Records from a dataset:
^^^^

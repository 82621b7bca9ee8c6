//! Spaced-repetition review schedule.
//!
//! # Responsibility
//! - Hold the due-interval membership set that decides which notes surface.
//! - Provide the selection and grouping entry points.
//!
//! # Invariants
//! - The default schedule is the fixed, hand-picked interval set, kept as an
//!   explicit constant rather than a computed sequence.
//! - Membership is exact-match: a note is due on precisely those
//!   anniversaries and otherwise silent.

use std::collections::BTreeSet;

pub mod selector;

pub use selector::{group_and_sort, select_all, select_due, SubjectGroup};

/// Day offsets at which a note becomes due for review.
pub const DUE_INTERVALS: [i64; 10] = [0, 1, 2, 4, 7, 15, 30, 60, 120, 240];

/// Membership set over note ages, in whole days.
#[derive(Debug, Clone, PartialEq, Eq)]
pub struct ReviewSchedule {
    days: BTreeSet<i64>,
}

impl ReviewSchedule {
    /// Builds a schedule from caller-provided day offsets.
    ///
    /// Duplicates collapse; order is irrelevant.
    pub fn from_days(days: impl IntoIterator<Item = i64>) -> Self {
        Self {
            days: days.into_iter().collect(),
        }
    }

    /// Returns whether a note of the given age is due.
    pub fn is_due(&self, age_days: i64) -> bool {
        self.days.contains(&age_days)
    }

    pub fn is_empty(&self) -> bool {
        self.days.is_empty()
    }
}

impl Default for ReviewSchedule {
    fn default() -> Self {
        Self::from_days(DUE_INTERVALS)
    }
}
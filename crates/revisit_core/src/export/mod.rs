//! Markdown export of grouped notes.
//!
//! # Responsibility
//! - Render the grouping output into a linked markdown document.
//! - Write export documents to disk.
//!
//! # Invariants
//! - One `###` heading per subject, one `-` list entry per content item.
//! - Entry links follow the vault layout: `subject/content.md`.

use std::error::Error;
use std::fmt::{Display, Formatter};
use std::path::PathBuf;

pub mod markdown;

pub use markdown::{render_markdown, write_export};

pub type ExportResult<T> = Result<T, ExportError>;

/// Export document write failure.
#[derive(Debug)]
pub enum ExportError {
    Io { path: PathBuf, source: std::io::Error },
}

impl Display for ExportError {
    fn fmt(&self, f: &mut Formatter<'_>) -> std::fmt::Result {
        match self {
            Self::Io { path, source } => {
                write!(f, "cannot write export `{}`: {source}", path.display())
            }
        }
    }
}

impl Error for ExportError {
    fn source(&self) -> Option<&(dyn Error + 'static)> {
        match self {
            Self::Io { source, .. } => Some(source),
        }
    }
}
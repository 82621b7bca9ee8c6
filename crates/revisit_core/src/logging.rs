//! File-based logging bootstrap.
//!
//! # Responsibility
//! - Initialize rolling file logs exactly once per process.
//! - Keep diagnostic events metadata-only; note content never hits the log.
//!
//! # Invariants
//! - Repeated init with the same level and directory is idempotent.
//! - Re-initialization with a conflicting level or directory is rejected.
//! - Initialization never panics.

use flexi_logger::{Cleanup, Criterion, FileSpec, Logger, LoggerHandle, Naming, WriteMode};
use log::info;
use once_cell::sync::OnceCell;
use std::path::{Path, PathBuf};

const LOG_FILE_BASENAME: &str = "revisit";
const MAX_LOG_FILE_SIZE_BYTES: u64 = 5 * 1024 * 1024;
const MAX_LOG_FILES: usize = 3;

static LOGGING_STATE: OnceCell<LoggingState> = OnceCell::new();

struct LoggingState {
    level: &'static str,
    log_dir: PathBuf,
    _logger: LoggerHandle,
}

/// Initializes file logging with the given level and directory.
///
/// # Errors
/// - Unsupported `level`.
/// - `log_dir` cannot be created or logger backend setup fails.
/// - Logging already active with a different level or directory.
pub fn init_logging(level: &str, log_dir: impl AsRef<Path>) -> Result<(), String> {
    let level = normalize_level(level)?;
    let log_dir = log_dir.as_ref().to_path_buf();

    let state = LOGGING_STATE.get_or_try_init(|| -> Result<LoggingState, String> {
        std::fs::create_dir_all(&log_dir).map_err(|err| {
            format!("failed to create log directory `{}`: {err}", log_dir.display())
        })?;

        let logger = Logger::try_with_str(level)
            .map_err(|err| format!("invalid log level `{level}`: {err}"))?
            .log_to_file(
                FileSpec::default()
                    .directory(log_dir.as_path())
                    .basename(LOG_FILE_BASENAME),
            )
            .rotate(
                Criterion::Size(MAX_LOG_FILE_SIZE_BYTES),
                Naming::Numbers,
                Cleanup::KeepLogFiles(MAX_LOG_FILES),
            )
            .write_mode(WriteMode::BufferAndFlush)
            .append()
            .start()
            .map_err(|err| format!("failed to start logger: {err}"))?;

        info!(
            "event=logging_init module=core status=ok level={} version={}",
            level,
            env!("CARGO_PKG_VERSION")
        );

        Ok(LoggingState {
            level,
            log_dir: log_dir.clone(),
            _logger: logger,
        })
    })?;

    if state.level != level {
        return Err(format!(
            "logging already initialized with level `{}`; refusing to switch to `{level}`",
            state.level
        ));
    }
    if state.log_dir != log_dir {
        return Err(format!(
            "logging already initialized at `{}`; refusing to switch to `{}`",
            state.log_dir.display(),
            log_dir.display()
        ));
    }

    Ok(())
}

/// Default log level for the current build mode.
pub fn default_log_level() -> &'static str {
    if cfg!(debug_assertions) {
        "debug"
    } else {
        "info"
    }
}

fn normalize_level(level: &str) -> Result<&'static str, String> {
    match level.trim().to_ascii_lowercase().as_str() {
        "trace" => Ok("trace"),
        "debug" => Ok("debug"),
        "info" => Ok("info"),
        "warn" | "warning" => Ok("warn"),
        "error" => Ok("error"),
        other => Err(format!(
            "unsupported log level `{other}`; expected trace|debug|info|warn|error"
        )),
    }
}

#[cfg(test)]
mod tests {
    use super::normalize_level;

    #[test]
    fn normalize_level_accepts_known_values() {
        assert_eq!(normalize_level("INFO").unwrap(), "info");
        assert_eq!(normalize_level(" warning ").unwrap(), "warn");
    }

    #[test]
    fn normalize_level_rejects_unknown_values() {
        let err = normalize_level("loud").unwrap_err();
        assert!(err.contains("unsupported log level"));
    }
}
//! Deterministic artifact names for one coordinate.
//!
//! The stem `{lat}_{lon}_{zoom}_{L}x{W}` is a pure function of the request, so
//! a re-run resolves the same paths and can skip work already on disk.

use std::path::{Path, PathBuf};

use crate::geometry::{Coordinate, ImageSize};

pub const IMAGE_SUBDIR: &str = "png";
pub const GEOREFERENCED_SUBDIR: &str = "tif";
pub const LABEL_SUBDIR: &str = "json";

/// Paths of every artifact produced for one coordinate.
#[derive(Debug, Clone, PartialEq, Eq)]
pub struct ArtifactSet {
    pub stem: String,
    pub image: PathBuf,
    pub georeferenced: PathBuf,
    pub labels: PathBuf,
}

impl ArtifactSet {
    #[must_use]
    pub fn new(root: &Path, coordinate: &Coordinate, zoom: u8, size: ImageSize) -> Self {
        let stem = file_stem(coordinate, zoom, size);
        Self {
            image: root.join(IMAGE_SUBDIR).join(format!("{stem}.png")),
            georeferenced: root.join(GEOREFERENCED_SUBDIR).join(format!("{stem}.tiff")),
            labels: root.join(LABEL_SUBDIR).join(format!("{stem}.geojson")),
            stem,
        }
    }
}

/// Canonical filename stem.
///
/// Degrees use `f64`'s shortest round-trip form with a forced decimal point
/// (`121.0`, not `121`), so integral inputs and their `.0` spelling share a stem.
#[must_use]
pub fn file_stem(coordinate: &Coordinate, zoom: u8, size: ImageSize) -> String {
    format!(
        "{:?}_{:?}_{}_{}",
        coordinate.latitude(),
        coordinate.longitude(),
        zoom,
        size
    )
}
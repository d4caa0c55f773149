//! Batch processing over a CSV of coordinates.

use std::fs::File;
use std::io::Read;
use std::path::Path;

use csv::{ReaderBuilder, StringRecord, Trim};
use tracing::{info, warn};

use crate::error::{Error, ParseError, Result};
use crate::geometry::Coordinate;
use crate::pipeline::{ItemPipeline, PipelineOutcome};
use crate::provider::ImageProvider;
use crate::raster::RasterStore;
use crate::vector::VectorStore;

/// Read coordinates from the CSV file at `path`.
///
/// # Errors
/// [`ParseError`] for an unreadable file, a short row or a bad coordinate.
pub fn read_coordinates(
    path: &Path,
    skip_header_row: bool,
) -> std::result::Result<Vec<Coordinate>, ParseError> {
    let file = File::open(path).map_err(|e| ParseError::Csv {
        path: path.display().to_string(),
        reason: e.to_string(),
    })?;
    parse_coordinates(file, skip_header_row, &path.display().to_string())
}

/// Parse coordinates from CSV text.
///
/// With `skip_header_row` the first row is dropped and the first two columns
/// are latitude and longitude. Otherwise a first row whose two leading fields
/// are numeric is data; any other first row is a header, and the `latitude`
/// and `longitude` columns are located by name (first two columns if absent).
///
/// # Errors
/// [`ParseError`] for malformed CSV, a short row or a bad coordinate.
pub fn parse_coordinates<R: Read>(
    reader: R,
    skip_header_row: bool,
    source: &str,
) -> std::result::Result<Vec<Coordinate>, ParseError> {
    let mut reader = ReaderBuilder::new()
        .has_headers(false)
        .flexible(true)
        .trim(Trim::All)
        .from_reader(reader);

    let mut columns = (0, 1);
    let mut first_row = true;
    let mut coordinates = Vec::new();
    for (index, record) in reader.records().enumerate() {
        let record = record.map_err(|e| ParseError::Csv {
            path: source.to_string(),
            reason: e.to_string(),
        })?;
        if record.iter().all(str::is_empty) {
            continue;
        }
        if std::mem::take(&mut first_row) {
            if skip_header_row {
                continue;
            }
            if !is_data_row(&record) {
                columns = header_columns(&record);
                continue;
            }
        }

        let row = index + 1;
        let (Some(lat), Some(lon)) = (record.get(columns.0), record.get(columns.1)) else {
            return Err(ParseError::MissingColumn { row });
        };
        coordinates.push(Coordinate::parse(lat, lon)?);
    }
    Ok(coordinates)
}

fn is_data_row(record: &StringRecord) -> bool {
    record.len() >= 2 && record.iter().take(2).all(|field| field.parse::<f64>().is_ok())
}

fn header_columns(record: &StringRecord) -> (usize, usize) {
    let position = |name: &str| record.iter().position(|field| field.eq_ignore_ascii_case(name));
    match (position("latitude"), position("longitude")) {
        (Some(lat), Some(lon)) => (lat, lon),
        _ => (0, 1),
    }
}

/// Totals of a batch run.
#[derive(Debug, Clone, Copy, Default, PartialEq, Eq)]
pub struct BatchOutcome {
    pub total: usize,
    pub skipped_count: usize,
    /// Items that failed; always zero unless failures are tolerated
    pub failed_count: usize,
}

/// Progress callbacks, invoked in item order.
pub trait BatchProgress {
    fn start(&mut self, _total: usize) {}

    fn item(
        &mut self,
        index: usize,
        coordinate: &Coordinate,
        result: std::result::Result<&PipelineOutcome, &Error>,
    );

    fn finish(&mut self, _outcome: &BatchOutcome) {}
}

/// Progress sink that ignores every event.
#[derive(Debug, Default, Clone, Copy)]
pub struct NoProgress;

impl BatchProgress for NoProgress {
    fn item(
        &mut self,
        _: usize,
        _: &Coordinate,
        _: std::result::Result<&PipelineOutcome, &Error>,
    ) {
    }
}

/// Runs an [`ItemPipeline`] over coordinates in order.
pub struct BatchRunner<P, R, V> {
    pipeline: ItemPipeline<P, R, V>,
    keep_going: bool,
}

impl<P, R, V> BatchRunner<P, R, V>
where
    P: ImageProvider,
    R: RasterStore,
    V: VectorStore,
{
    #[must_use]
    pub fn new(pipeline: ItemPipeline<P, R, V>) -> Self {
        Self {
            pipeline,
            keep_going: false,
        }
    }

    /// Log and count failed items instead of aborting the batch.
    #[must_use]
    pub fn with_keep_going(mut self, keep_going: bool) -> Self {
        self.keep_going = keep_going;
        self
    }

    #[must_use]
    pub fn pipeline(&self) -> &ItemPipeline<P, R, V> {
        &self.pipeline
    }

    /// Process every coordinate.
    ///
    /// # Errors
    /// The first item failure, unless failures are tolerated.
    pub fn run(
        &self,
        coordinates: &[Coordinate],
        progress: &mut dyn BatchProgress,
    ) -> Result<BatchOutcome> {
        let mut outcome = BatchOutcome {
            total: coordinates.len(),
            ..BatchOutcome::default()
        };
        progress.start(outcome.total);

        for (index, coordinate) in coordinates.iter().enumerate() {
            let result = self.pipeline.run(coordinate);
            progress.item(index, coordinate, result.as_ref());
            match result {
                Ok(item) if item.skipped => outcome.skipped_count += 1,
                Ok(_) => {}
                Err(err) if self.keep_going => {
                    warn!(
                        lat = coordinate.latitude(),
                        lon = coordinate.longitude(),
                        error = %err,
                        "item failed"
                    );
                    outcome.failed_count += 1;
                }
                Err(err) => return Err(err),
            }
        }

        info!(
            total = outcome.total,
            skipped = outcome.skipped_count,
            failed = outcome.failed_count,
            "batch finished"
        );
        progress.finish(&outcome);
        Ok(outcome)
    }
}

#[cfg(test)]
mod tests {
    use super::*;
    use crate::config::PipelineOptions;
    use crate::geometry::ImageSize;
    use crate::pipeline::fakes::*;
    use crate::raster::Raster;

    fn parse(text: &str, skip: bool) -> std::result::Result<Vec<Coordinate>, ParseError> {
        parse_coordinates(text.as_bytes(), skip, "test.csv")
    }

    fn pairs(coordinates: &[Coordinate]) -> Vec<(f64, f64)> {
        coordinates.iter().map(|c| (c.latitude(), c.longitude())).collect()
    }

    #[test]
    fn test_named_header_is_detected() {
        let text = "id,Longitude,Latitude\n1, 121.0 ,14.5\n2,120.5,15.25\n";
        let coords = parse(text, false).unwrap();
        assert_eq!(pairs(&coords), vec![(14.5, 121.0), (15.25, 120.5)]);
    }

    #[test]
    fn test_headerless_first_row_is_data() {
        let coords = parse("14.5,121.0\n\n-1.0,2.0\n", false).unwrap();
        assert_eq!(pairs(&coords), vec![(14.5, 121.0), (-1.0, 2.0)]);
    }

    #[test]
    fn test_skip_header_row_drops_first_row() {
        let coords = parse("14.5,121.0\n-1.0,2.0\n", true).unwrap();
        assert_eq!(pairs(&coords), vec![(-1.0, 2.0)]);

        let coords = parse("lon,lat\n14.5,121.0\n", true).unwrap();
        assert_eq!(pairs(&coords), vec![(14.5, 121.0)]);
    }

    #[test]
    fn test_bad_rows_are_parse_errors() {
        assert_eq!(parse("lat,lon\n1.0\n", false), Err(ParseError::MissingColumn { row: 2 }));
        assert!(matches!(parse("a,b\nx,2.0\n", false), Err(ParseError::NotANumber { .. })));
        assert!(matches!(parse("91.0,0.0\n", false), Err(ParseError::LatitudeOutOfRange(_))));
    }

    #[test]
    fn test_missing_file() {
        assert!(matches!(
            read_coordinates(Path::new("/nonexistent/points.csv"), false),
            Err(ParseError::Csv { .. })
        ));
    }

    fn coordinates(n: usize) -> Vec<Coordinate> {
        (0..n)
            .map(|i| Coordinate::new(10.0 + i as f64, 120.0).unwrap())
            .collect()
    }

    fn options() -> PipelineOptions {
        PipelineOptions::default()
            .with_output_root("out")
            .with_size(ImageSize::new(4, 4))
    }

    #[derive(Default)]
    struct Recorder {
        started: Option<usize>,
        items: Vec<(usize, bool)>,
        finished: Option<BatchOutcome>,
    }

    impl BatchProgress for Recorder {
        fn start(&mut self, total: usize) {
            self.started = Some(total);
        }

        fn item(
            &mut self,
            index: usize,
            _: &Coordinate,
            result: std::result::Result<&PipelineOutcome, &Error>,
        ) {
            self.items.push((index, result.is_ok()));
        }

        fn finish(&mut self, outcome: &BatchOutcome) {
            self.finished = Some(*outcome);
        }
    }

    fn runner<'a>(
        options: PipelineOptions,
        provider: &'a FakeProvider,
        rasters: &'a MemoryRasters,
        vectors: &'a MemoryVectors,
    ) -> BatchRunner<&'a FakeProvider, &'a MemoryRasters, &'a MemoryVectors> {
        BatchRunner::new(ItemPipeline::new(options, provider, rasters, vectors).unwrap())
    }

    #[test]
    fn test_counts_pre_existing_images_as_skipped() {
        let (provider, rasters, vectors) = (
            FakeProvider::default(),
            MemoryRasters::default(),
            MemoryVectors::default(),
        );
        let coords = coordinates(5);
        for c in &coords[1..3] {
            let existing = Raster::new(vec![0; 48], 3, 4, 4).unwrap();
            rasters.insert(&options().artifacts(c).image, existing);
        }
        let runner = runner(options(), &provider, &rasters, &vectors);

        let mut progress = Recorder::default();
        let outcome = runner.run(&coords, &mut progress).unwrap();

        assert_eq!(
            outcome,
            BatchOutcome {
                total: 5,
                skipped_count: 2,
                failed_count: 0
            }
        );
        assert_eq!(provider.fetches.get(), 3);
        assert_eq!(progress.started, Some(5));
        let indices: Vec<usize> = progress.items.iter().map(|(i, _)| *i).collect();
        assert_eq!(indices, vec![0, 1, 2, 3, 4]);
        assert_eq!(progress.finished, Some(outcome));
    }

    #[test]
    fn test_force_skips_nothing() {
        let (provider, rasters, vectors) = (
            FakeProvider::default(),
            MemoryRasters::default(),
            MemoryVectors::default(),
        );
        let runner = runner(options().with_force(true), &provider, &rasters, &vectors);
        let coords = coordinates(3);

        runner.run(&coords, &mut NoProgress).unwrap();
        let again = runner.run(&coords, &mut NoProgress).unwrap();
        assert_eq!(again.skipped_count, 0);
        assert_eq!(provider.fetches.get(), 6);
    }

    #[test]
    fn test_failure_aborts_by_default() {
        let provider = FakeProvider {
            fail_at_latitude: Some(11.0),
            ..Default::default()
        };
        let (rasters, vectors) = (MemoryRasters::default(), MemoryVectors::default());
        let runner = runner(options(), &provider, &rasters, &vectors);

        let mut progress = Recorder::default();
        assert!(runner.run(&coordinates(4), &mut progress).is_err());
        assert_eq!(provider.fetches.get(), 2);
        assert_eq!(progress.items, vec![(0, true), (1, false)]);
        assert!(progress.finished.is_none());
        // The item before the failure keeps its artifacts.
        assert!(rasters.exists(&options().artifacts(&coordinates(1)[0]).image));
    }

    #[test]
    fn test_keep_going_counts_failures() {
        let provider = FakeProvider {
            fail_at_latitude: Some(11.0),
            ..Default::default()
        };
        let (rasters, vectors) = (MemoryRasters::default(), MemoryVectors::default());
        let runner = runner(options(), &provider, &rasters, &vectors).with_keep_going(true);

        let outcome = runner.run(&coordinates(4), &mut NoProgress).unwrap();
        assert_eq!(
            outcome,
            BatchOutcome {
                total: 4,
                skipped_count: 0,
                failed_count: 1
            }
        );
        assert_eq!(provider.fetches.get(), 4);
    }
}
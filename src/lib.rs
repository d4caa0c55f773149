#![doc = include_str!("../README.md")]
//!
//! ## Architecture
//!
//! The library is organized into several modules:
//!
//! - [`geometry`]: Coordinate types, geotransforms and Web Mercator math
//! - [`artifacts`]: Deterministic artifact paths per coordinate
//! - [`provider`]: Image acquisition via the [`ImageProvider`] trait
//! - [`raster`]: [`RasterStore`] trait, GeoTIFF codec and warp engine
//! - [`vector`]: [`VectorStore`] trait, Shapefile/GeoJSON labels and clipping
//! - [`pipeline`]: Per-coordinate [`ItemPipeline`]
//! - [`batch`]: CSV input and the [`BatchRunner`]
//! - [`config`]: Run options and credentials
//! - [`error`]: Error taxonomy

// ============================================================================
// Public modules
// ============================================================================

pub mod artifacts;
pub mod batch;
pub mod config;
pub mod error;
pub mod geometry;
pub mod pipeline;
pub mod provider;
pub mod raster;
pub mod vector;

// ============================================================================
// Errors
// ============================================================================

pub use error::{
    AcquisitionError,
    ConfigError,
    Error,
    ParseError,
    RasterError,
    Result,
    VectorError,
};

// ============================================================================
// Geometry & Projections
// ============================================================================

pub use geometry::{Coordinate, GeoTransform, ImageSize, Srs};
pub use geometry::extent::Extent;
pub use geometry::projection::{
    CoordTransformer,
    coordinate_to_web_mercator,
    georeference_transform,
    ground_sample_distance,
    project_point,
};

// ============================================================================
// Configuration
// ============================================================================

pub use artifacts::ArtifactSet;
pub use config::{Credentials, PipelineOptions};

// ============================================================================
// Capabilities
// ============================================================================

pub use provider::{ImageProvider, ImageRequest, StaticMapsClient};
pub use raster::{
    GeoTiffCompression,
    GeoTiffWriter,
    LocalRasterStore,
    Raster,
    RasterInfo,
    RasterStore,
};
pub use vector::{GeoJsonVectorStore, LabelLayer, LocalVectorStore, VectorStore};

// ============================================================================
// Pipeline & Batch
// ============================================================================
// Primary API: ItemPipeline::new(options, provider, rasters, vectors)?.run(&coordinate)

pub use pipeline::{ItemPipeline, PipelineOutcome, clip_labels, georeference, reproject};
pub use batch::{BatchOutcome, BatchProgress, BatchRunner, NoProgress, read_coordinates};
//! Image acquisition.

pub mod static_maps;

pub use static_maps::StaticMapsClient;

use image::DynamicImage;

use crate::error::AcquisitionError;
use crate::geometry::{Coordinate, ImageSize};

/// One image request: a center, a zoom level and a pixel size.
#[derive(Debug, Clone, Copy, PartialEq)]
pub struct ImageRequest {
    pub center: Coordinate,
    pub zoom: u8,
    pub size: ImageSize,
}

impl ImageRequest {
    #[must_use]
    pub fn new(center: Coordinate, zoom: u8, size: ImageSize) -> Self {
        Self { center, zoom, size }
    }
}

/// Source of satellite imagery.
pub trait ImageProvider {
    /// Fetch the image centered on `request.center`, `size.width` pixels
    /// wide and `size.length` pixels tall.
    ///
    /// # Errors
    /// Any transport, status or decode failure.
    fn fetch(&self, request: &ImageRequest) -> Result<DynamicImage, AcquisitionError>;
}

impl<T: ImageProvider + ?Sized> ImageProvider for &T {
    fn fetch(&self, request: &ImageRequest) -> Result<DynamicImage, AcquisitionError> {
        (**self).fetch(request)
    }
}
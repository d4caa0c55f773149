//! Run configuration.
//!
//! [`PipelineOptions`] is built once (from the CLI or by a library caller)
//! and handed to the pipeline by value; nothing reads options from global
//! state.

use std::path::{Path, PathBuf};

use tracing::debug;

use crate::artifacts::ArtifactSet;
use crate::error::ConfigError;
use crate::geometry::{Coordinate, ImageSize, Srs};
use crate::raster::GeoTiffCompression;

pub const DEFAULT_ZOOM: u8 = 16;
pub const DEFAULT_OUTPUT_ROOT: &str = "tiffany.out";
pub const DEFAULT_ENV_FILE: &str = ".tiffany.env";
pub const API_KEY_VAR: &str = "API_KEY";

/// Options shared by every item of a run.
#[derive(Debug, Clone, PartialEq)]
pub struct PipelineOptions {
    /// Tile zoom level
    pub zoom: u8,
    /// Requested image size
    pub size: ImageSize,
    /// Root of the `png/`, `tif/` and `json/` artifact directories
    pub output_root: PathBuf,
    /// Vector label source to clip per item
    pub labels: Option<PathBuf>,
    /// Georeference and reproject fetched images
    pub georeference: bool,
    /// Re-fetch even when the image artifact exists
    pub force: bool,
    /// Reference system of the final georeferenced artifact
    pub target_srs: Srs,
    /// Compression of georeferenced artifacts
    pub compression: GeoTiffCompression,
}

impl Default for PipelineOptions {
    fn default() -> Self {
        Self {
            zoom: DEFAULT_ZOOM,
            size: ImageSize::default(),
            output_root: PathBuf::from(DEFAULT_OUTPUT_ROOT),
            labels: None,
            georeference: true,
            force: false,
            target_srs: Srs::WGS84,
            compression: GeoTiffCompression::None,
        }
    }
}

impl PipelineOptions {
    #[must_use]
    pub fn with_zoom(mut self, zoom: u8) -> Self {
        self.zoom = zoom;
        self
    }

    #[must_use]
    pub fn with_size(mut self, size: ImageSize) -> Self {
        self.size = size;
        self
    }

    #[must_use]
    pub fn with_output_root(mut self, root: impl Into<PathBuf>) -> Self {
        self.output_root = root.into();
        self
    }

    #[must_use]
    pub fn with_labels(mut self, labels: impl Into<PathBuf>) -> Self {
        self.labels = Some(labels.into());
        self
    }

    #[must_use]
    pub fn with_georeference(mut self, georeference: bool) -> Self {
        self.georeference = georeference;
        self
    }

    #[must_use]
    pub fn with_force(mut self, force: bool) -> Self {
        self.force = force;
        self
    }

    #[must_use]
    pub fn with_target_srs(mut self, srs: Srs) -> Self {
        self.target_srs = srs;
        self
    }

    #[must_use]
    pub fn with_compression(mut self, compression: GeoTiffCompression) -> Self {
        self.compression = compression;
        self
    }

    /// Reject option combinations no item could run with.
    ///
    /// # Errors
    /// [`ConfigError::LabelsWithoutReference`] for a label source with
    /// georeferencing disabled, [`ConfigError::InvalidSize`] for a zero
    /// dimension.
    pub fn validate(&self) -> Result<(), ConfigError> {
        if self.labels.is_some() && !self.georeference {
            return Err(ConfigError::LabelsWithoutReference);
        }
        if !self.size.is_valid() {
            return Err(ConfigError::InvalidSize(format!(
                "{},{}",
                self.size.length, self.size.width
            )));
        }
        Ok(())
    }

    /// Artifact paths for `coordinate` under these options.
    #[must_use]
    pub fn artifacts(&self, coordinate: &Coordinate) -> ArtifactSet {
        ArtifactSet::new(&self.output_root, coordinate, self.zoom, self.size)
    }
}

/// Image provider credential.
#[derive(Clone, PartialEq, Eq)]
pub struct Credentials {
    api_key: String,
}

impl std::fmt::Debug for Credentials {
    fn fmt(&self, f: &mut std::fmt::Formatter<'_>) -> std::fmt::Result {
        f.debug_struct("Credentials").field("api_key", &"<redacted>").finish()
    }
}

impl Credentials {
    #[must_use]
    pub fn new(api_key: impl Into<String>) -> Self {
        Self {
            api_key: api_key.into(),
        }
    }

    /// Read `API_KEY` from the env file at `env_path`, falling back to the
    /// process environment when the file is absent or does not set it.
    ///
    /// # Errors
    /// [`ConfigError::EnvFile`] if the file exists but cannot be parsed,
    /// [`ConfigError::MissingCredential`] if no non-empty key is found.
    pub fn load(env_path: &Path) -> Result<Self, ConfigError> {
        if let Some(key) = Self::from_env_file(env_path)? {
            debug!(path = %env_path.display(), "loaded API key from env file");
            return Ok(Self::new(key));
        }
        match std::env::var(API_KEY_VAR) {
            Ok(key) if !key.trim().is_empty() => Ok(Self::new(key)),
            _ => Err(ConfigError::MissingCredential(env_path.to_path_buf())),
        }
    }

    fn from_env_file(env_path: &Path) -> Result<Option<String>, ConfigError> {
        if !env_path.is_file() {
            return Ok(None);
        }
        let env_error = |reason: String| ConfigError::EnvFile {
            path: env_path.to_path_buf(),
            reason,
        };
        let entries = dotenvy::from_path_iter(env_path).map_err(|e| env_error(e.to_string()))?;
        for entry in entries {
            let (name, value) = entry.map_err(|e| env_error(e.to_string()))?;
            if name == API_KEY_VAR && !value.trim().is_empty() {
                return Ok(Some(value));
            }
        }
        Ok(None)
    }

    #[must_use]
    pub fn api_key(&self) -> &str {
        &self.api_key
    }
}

^^^^

▶ **TASK TO CARRY OUT**
Throughout the data above, report every line that contains the string "BatchOutcome".

▶ **WRITTEN ANSWER**
pub struct BatchOutcome {
    fn finish(&mut self, _outcome: &BatchOutcome) {}
    ) -> Result<BatchOutcome> {
        let mut outcome = BatchOutcome {
            ..BatchOutcome::default()
        finished: Option<BatchOutcome>,
        fn finish(&mut self, outcome: &BatchOutcome) {
            BatchOutcome {
            BatchOutcome {
pub use batch::{BatchOutcome, BatchProgress, BatchRunner, NoProgress, read_coordinates};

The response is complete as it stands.